[Excerpts from a dataset]
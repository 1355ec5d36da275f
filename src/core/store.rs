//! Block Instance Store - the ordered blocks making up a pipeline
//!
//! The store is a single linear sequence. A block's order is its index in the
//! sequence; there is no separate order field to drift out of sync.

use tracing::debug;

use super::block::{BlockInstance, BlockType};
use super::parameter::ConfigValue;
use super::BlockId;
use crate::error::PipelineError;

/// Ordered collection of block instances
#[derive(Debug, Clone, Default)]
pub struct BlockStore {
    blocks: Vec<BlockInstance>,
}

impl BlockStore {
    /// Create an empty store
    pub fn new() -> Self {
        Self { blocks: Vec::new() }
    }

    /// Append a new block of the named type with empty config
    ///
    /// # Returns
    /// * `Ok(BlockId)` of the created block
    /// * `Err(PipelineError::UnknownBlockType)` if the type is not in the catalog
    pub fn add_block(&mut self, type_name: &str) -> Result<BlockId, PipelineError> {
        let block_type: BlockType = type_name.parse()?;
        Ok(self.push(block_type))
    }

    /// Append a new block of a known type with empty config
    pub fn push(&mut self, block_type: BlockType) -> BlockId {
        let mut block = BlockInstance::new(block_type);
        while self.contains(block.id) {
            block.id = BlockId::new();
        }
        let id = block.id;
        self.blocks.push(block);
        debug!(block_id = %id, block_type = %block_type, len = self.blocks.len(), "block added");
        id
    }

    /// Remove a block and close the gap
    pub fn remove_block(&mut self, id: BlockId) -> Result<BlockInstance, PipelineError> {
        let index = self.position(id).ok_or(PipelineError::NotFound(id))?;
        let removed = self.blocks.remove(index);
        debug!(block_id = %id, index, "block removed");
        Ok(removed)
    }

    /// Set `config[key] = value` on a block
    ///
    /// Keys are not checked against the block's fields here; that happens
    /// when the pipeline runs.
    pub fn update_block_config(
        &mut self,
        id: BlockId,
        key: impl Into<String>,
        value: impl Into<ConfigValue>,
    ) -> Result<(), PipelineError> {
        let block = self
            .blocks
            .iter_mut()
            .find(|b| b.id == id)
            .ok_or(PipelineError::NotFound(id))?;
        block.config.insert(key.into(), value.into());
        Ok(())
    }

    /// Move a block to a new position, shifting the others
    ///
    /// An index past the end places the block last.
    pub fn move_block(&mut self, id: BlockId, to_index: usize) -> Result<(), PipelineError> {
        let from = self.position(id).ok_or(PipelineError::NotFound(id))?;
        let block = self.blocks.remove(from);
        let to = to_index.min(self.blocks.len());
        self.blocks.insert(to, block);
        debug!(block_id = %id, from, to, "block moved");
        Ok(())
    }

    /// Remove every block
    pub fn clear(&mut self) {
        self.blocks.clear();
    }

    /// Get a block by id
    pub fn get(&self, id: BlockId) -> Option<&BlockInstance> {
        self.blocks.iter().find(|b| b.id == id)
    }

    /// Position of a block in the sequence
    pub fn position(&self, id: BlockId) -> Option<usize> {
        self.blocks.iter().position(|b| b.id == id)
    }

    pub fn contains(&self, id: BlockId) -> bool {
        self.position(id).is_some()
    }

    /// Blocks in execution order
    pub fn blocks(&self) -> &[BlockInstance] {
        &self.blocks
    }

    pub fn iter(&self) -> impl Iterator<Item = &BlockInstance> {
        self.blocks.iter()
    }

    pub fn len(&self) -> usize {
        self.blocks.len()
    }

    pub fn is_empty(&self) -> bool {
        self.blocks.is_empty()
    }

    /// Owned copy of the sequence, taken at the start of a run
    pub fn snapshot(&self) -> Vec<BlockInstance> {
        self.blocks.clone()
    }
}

### Work order
Of the lines above, extract only those from the line with "named type with empty config" to the line with "close the gap", both included, exactly as written.

### Result for this exercise
    /// Append a new block of the named type with empty config
    ///
    /// # Returns
    /// * `Ok(BlockId)` of the created block
    /// * `Err(PipelineError::UnknownBlockType)` if the type is not in the catalog
    pub fn add_block(&mut self, type_name: &str) -> Result<BlockId, PipelineError> {
        let block_type: BlockType = type_name.parse()?;
        Ok(self.push(block_type))
    }

    /// Append a new block of a known type with empty config
    pub fn push(&mut self, block_type: BlockType) -> BlockId {
        let mut block = BlockInstance::new(block_type);
        while self.contains(block.id) {
            block.id = BlockId::new();
        }
        let id = block.id;
        self.blocks.push(block);
        debug!(block_id = %id, block_type = %block_type, len = self.blocks.len(), "block added");
        id
    }

    /// Remove a block and close the gap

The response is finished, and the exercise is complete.